◆ **The problem**
Nothing in the data may change. Copy all of it exactly.

◆ **Input data**
Segment Open
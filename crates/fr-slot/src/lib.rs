//! # fr-slot: Fruit Slot Core
//!
//! Deterministic-when-seeded simulator for a 3×3, multi-line fruit slot
//! machine. Generates reel outcomes, evaluates paylines, keeps the player
//! ledger and runs the streak bonus round.
//!
//! ## Architecture
//!
//! ```text
//! GameSession<R: Rng>
//!     │
//!     ├── GameConfig (grid, bet limits, payouts, bonus, auto-play)
//!     ├── SymbolTable (weight / value per fruit)
//!     ├── SessionLedger (balance, streak, history)
//!     └── BonusRoundEngine (streak bonus + optional sub-spin)
//!           │
//!           v
//!     validate → generate → evaluate → apply_spin → [trigger_bonus]
//!           │
//!           v
//!     SpinReport + Vec<GameEvent>
//! ```
//!
//! Auto-play sits on top: [`AutoPlayController`] is the synchronous state
//! machine, [`AutoPlayRunner`] drives it from a tokio timer.

pub mod autoplay;
pub mod bonus;
pub mod config;
pub mod error;
pub mod events;
pub mod generator;
pub mod ledger;
pub mod paytable;
pub mod request;
pub mod session;
pub mod stats;
pub mod symbols;

pub use autoplay::*;
pub use bonus::*;
pub use config::*;
pub use error::*;
pub use events::*;
pub use generator::*;
pub use ledger::*;
pub use paytable::*;
pub use request::*;
pub use session::*;
pub use stats::*;
pub use symbols::*;
//! Auto-play
//!
//! [`AutoPlayController`] is the synchronous part: an on/off flag, the cached
//! request and a `tick` that performs one spin. [`AutoPlayRunner`] schedules
//! ticks on a tokio timer and listens on a watch channel, so turning auto-play
//! off always lands before the next scheduled spin.

use std::sync::Arc;
use std::time::Duration;

use parking_lot::Mutex;
use rand::Rng;
use rand::rngs::StdRng;
use tokio::sync::watch;

use crate::config::AutoPlayConfig;
use crate::error::SpinError;
use crate::events::GameEvent;
use crate::request::SpinRequest;
use crate::session::{GameSession, SharedSession, SpinReport};

/// Why auto-play switched itself off
#[derive(Debug, Clone, PartialEq, Eq)]
pub enum AutoPlayStop {
    /// No validated request to repeat yet
    NoRequest,
    /// The repeated request failed validation
    Rejected(SpinError),
}

/// Result of one auto-play tick
#[derive(Debug, Clone, PartialEq)]
pub enum AutoPlayTick {
    /// Auto-play is off; nothing happened
    Idle,
    /// One spin was played
    Spun(Box<SpinReport>),
    /// Auto-play turned itself off
    Stopped(AutoPlayStop),
}

/// Auto-play state machine
#[derive(Debug, Clone)]
pub struct AutoPlayController {
    enabled: bool,
    request: Option<SpinRequest>,
    delay: Duration,
}

impl AutoPlayController {
    pub fn new(config: &AutoPlayConfig) -> Self {
        Self {
            enabled: false,
            request: None,
            delay: config.spin_delay(),
        }
    }

    pub fn is_enabled(&self) -> bool {
        self.enabled
    }

    /// Cached request parameters
    pub fn request(&self) -> Option<SpinRequest> {
        self.request
    }

    pub fn delay(&self) -> Duration {
        self.delay
    }

    /// Override the delay between spins
    pub fn set_delay(&mut self, delay: Duration) {
        self.delay = delay;
    }

    /// Flip auto-play; returns the new state
    pub fn toggle(&mut self) -> bool {
        self.enabled = !self.enabled;
        log::info!("[AutoPlay] {}", if self.enabled { "enabled" } else { "disabled" });
        self.enabled
    }

    pub fn stop(&mut self) {
        self.enabled = false;
    }

    /// Play one spin with the last validated request.
    ///
    /// Turns itself off when there is no request to repeat or the request no
    /// longer validates.
    pub fn tick<R: Rng>(&mut self, session: &mut GameSession<R>) -> AutoPlayTick {
        if !self.enabled {
            return AutoPlayTick::Idle;
        }

        let Some(request) = session.last_request().or(self.request) else {
            log::warn!("[AutoPlay] no validated request to repeat, stopping");
            self.stop();
            return AutoPlayTick::Stopped(AutoPlayStop::NoRequest);
        };
        self.request = Some(request);

        match session.spin(request) {
            Ok(report) => AutoPlayTick::Spun(Box::new(report)),
            Err(err) => {
                log::info!("[AutoPlay] stopping: {}", err);
                self.stop();
                AutoPlayTick::Stopped(AutoPlayStop::Rejected(err))
            }
        }
    }
}

/// Runner lifecycle signal
#[derive(Debug, Clone, Copy, PartialEq, Eq)]
pub enum RunnerSignal {
    Paused,
    Running,
    Shutdown,
}

/// Drives an [`AutoPlayController`] against a shared session on a tokio timer
pub struct AutoPlayRunner<R: Rng = StdRng> {
    session: SharedSession<R>,
    controller: Mutex<AutoPlayController>,
    signal_tx: watch::Sender<RunnerSignal>,
}

impl<R: Rng + Send + 'static> AutoPlayRunner<R> {
    pub fn new(session: SharedSession<R>) -> Self {
        let controller = AutoPlayController::new(&session.lock().config().auto_play);
        let (signal_tx, _) = watch::channel(RunnerSignal::Paused);
        Self {
            session,
            controller: Mutex::new(controller),
            signal_tx,
        }
    }

    /// Override the delay between spins
    pub fn with_delay(self, delay: Duration) -> Self {
        self.controller.lock().set_delay(delay);
        self
    }

    pub fn session(&self) -> &SharedSession<R> {
        &self.session
    }

    pub fn is_enabled(&self) -> bool {
        self.controller.lock().is_enabled()
    }

    /// Flip auto-play; returns the new state
    pub fn toggle(&self) -> bool {
        // flag and signal change together under the controller lock
        let enabled = {
            let mut controller = self.controller.lock();
            let enabled = controller.toggle();
            self.signal(if enabled {
                RunnerSignal::Running
            } else {
                RunnerSignal::Paused
            });
            enabled
        };
        self.session
            .lock()
            .push_event(GameEvent::AutoPlayToggled { enabled });
        enabled
    }

    /// End [`run`](Self::run)
    pub fn shutdown(&self) {
        self.controller.lock().stop();
        self.signal_tx.send_replace(RunnerSignal::Shutdown);
    }

    /// Shutdown is final; later signals are dropped
    fn signal(&self, next: RunnerSignal) {
        self.signal_tx.send_if_modified(|current| {
            if *current == RunnerSignal::Shutdown || *current == next {
                return false;
            }
            *current = next;
            true
        });
    }

    /// Spin every `delay` while enabled; returns the number of spins played
    /// once [`shutdown`](Self::shutdown) is called.
    pub async fn run<F>(&self, mut on_tick: F) -> u64
    where
        F: FnMut(&AutoPlayTick),
    {
        let mut signal_rx = self.signal_tx.subscribe();
        let mut spins = 0u64;

        loop {
            let signal = *signal_rx.borrow_and_update();
            match signal {
                RunnerSignal::Shutdown => break,
                RunnerSignal::Paused => {
                    if signal_rx.changed().await.is_err() {
                        break;
                    }
                    continue;
                }
                RunnerSignal::Running => {}
            }

            let tick = {
                let mut session = self.session.lock();
                let tick = self.controller.lock().tick(&mut session);
                if matches!(tick, AutoPlayTick::Stopped(_)) {
                    session.push_event(GameEvent::AutoPlayToggled { enabled: false });
                }
                tick
            };
            if matches!(tick, AutoPlayTick::Stopped(_)) {
                // a toggle may already have re-enabled the controller
                let controller = self.controller.lock();
                if !controller.is_enabled() {
                    self.signal(RunnerSignal::Paused);
                }
            }
            on_tick(&tick);

            match tick {
                AutoPlayTick::Spun(_) => spins += 1,
                AutoPlayTick::Idle | AutoPlayTick::Stopped(_) => continue,
            }

            let delay = self.controller.lock().delay();
            tokio::select! {
                _ = tokio::time::sleep(delay) => {}
                changed = signal_rx.changed() => {
                    if changed.is_err() {
                        break;
                    }
                }
            }
        }

        log::debug!("[AutoPlay] runner finished after {} spins", spins);
        spins
    }
}

/// Shared runner handle
pub type SharedRunner<R = StdRng> = Arc<AutoPlayRunner<R>>;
Segment Closed
◆ **Result of this task**
filename crates/fr-slot/src/lib.rs
//! # fr-slot: Fruit Slot Core
//!
//! Deterministic-when-seeded simulator for a 3×3, multi-line fruit slot
//! machine. Generates reel outcomes, evaluates paylines, keeps the player
//! ledger and runs the streak bonus round.
//!
//! ## Architecture
//!
//! ```text
//! GameSession<R: Rng>
//!     │
//!     ├── GameConfig (grid, bet limits, payouts, bonus, auto-play)
//!     ├── SymbolTable (weight / value per fruit)
//!     ├── SessionLedger (balance, streak, history)
//!     └── BonusRoundEngine (streak bonus + optional sub-spin)
//!           │
//!           v
//!     validate → generate → evaluate → apply_spin → [trigger_bonus]
//!           │
//!           v
//!     SpinReport + Vec<GameEvent>
//! ```
//!
//! Auto-play sits on top: [`AutoPlayController`] is the synchronous state
//! machine, [`AutoPlayRunner`] drives it from a tokio timer.

pub mod autoplay;
pub mod bonus;
pub mod config;
pub mod error;
pub mod events;
pub mod generator;
pub mod ledger;
pub mod paytable;
pub mod request;
pub mod session;
pub mod stats;
pub mod symbols;

pub use autoplay::*;
pub use bonus::*;
pub use config::*;
pub use error::*;
pub use events::*;
pub use generator::*;
pub use ledger::*;
pub use paytable::*;
pub use request::*;
pub use session::*;
pub use stats::*;
pub use symbols::*;
//! Auto-play
//!
//! [`AutoPlayController`] is the synchronous part: an on/off flag, the cached
//! request and a `tick` that performs one spin. [`AutoPlayRunner`] schedules
//! ticks on a tokio timer and listens on a watch channel, so turning auto-play
//! off always lands before the next scheduled spin.

use std::sync::Arc;
use std::time::Duration;

use parking_lot::Mutex;
use rand::Rng;
use rand::rngs::StdRng;
use tokio::sync::watch;

use crate::config::AutoPlayConfig;
use crate::error::SpinError;
use crate::events::GameEvent;
use crate::request::SpinRequest;
use crate::session::{GameSession, SharedSession, SpinReport};

/// Why auto-play switched itself off
#[derive(Debug, Clone, PartialEq, Eq)]
pub enum AutoPlayStop {
    /// No validated request to repeat yet
    NoRequest,
    /// The repeated request failed validation
    Rejected(SpinError),
}

/// Result of one auto-play tick
#[derive(Debug, Clone, PartialEq)]
pub enum AutoPlayTick {
    /// Auto-play is off; nothing happened
    Idle,
    /// One spin was played
    Spun(Box<SpinReport>),
    /// Auto-play turned itself off
    Stopped(AutoPlayStop),
}

/// Auto-play state machine
#[derive(Debug, Clone)]
pub struct AutoPlayController {
    enabled: bool,
    request: Option<SpinRequest>,
    delay: Duration,
}

impl AutoPlayController {
    pub fn new(config: &AutoPlayConfig) -> Self {
        Self {
            enabled: false,
            request: None,
            delay: config.spin_delay(),
        }
    }

    pub fn is_enabled(&self) -> bool {
        self.enabled
    }

    /// Cached request parameters
    pub fn request(&self) -> Option<SpinRequest> {
        self.request
    }

    pub fn delay(&self) -> Duration {
        self.delay
    }

    /// Override the delay between spins
    pub fn set_delay(&mut self, delay: Duration) {
        self.delay = delay;
    }

    /// Flip auto-play; returns the new state
    pub fn toggle(&mut self) -> bool {
        self.enabled = !self.enabled;
        log::info!("[AutoPlay] {}", if self.enabled { "enabled" } else { "disabled" });
        self.enabled
    }

    pub fn stop(&mut self) {
        self.enabled = false;
    }

    /// Play one spin with the last validated request.
    ///
    /// Turns itself off when there is no request to repeat or the request no
    /// longer validates.
    pub fn tick<R: Rng>(&mut self, session: &mut GameSession<R>) -> AutoPlayTick {
        if !self.enabled {
            return AutoPlayTick::Idle;
        }

        let Some(request) = session.last_request().or(self.request) else {
            log::warn!("[AutoPlay] no validated request to repeat, stopping");
            self.stop();
            return AutoPlayTick::Stopped(AutoPlayStop::NoRequest);
        };
        self.request = Some(request);

        match session.spin(request) {
            Ok(report) => AutoPlayTick::Spun(Box::new(report)),
            Err(err) => {
                log::info!("[AutoPlay] stopping: {}", err);
                self.stop();
                AutoPlayTick::Stopped(AutoPlayStop::Rejected(err))
            }
        }
    }
}

/// Runner lifecycle signal
#[derive(Debug, Clone, Copy, PartialEq, Eq)]
pub enum RunnerSignal {
    Paused,
    Running,
    Shutdown,
}

/// Drives an [`AutoPlayController`] against a shared session on a tokio timer
pub struct AutoPlayRunner<R: Rng = StdRng> {
    session: SharedSession<R>,
    controller: Mutex<AutoPlayController>,
    signal_tx: watch::Sender<RunnerSignal>,
}

impl<R: Rng + Send + 'static> AutoPlayRunner<R> {
    pub fn new(session: SharedSession<R>) -> Self {
        let controller = AutoPlayController::new(&session.lock().config().auto_play);
        let (signal_tx, _) = watch::channel(RunnerSignal::Paused);
        Self {
            session,
            controller: Mutex::new(controller),
            signal_tx,
        }
    }

    /// Override the delay between spins
    pub fn with_delay(self, delay: Duration) -> Self {
        self.controller.lock().set_delay(delay);
        self
    }

    pub fn session(&self) -> &SharedSession<R> {
        &self.session
    }

    pub fn is_enabled(&self) -> bool {
        self.controller.lock().is_enabled()
    }

    /// Flip auto-play; returns the new state
    pub fn toggle(&self) -> bool {
        // flag and signal change together under the controller lock
        let enabled = {
            let mut controller = self.controller.lock();
            let enabled = controller.toggle();
            self.signal(if enabled {
                RunnerSignal::Running
            } else {
                RunnerSignal::Paused
            });
            enabled
        };
        self.session
            .lock()
            .push_event(GameEvent::AutoPlayToggled { enabled });
        enabled
    }

    /// End [`run`](Self::run)
    pub fn shutdown(&self) {
        self.controller.lock().stop();
        self.signal_tx.send_replace(RunnerSignal::Shutdown);
    }

    /// Shutdown is final; later signals are dropped
    fn signal(&self, next: RunnerSignal) {
        self.signal_tx.send_if_modified(|current| {
            if *current == RunnerSignal::Shutdown || *current == next {
                return false;
            }
            *current = next;
            true
        });
    }

    /// Spin every `delay` while enabled; returns the number of spins played
    /// once [`shutdown`](Self::shutdown) is called.
    pub async fn run<F>(&self, mut on_tick: F) -> u64
    where
        F: FnMut(&AutoPlayTick),
    {
        let mut signal_rx = self.signal_tx.subscribe();
        let mut spins = 0u64;

        loop {
            let signal = *signal_rx.borrow_and_update();
            match signal {
                RunnerSignal::Shutdown => break,
                RunnerSignal::Paused => {
                    if signal_rx.changed().await.is_err() {
                        break;
                    }
                    continue;
                }
                RunnerSignal::Running => {}
            }

            let tick = {
                let mut session = self.session.lock();
                let tick = self.controller.lock().tick(&mut session);
                if matches!(tick, AutoPlayTick::Stopped(_)) {
                    session.push_event(GameEvent::AutoPlayToggled { enabled: false });
                }
                tick
            };
            if matches!(tick, AutoPlayTick::Stopped(_)) {
                // a toggle may already have re-enabled the controller
                let controller = self.controller.lock();
                if !controller.is_enabled() {
                    self.signal(RunnerSignal::Paused);
                }
            }
            on_tick(&tick);

            match tick {
                AutoPlayTick::Spun(_) => spins += 1,
                AutoPlayTick::Idle | AutoPlayTick::Stopped(_) => continue,
            }

            let delay = self.controller.lock().delay();
            tokio::select! {
                _ = tokio::time::sleep(delay) => {}
                changed = signal_rx.changed() => {
                    if changed.is_err() {
                        break;
                    }
                }
            }
        }

        log::debug!("[AutoPlay] runner finished after {} spins", spins);
        spins
    }
}

/// Shared runner handle
pub type SharedRunner<R = StdRng> = Arc<AutoPlayRunner<R>>;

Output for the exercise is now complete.